Stand Up Australia was an Australian comedy TV program locally produced by The Comedy Channel from 2006 to 2008.

It was hosted by Cameron Knight, and featured four Australian or international comedians on each one-hour show. Season two was produced in Melbourne, previously the first season was shot at Foxtel's Sydney studios located in North Ryde, where the set and studio was named "The Troubled Bison".

The first season went for a marathon 95 episodes and showcased Australia's top comedic talent. For the week of the 2006 Melbourne Cup carnival, there was a number of episodes that had a "racing" theme for each show.  This included the set, audience and host being dressed up in horse racing themes.

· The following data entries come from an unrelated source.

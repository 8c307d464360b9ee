use crate::error::CrawlerError;
use serde::Deserialize;
use std::{fs::File, io::Read, path::Path};
use tracing::{info, warn};
use uuid::Uuid;

#[derive(Debug, Clone, PartialEq, Eq)]
pub struct Company {
    pub id: String,
    pub name: String,
    pub search_text: String,
    pub country: Option<String>,
    pub address: Option<String>,
}

#[derive(Debug, Deserialize)]
struct CompanyRow {
    #[serde(rename = "Company name")]
    name: String,
    #[serde(rename = "Search text", default)]
    search_text: Option<String>,
    #[serde(rename = "Country", default)]
    country: Option<String>,
    #[serde(rename = "Site address", default)]
    address: Option<String>,
}

/// Derived from the name exactly as written, surrounding blanks included.
pub fn company_id(name: &str) -> String {
    Uuid::new_v5(&Uuid::NAMESPACE_URL, name.as_bytes()).to_string()
}

fn non_blank(value: Option<String>) -> Option<String> {
    value.filter(|v| !v.trim().is_empty())
}

fn trimmed(value: Option<String>) -> Option<String> {
    non_blank(value).map(|v| v.trim().to_string())
}

impl From<CompanyRow> for Company {
    fn from(row: CompanyRow) -> Self {
        let search_text = non_blank(row.search_text).unwrap_or_else(|| row.name.clone());
        Company {
            id: company_id(&row.name),
            search_text,
            country: trimmed(row.country),
            address: trimmed(row.address),
            name: row.name,
        }
    }
}

/// Reads companies in input order. Rows that cannot be parsed, or that have
/// no name, are logged and left out.
pub fn read_companies<R: Read>(reader: R) -> Result<Vec<Company>, CrawlerError> {
    let mut rdr = csv::ReaderBuilder::new()
        .trim(csv::Trim::Headers)
        .from_reader(reader);
    rdr.headers()?;

    let mut companies = Vec::new();
    for (line, result) in rdr.deserialize::<CompanyRow>().enumerate() {
        match result {
            Ok(row) if row.name.trim().is_empty() => {
                warn!("Row {} has no company name", line + 1);
            }
            Ok(row) => companies.push(Company::from(row)),
            Err(e) => warn!("Skipping row {}: {}", line + 1, e),
        }
    }
    Ok(companies)
}

pub fn load_companies<P: AsRef<Path>>(path: P) -> Result<Vec<Company>, CrawlerError> {
    let path = path.as_ref();
    let companies = read_companies(File::open(path)?)?;
    info!("Loaded {} companies from {}", companies.len(), path.display());
    Ok(companies)
}
use crate::utils;
use sqlx::{Row, SqlitePool};

#[async_trait::async_trait]
pub trait Table {
    type Record<'a>;

    fn get_name(&self) -> &str;
    fn get_pool(&self) -> &SqlitePool;

    /// Column list and constraints placed between the parentheses of
    /// `CREATE TABLE`.
    fn columns(&self) -> &'static str;

    async fn insert<'a>(&self, record: Self::Record<'a>) -> Result<u64, sqlx::Error>;

    async fn create(&self) -> Result<(), sqlx::Error> {
        if !utils::is_table_exists(self.get_pool(), self.get_name()).await? {
            let query = format!("CREATE TABLE {} ({})", self.get_name(), self.columns());
            sqlx::query(query.as_str()).execute(self.get_pool()).await?;
            tracing::debug!("Created table {}", self.get_name());
        } else {
            tracing::debug!("Use table {}", self.get_name());
        }
        Ok(())
    }

    async fn count(&self) -> Result<u32, sqlx::Error> {
        let query = format!("SELECT COUNT(*) FROM {}", self.get_name());
        Ok(sqlx::query(&query)
            .fetch_one(self.get_pool())
            .await?
            .try_get(0)?)
    }
}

Comedians who appeared on the show include John Burgos, Tom Rhodes, Monty Franklin, Fiona O'Loughlin, Doug Chappel, Sam Simmons, Greg Fleet, Simon Kennedy Rod Quantock, Terri Psiakis, Michael Chamberlin, Subby Valentine, Justin Kennedy, Charlie Pickering, Jackie Loeb, Steady Eddy, Chris Franklin, Elliot Goblet, Pommy Johnson, Scott Brennan,  Eddie Ifft, Simon Palomares, Dave Grant, Tommy Dean, Sam Bowring and Bev Killick.

References

External links
 Stand Up Australia @ The Comedy Channel
 Official MySpace
 Sydney Comedy Store (sponsor and supplier of comedians for show)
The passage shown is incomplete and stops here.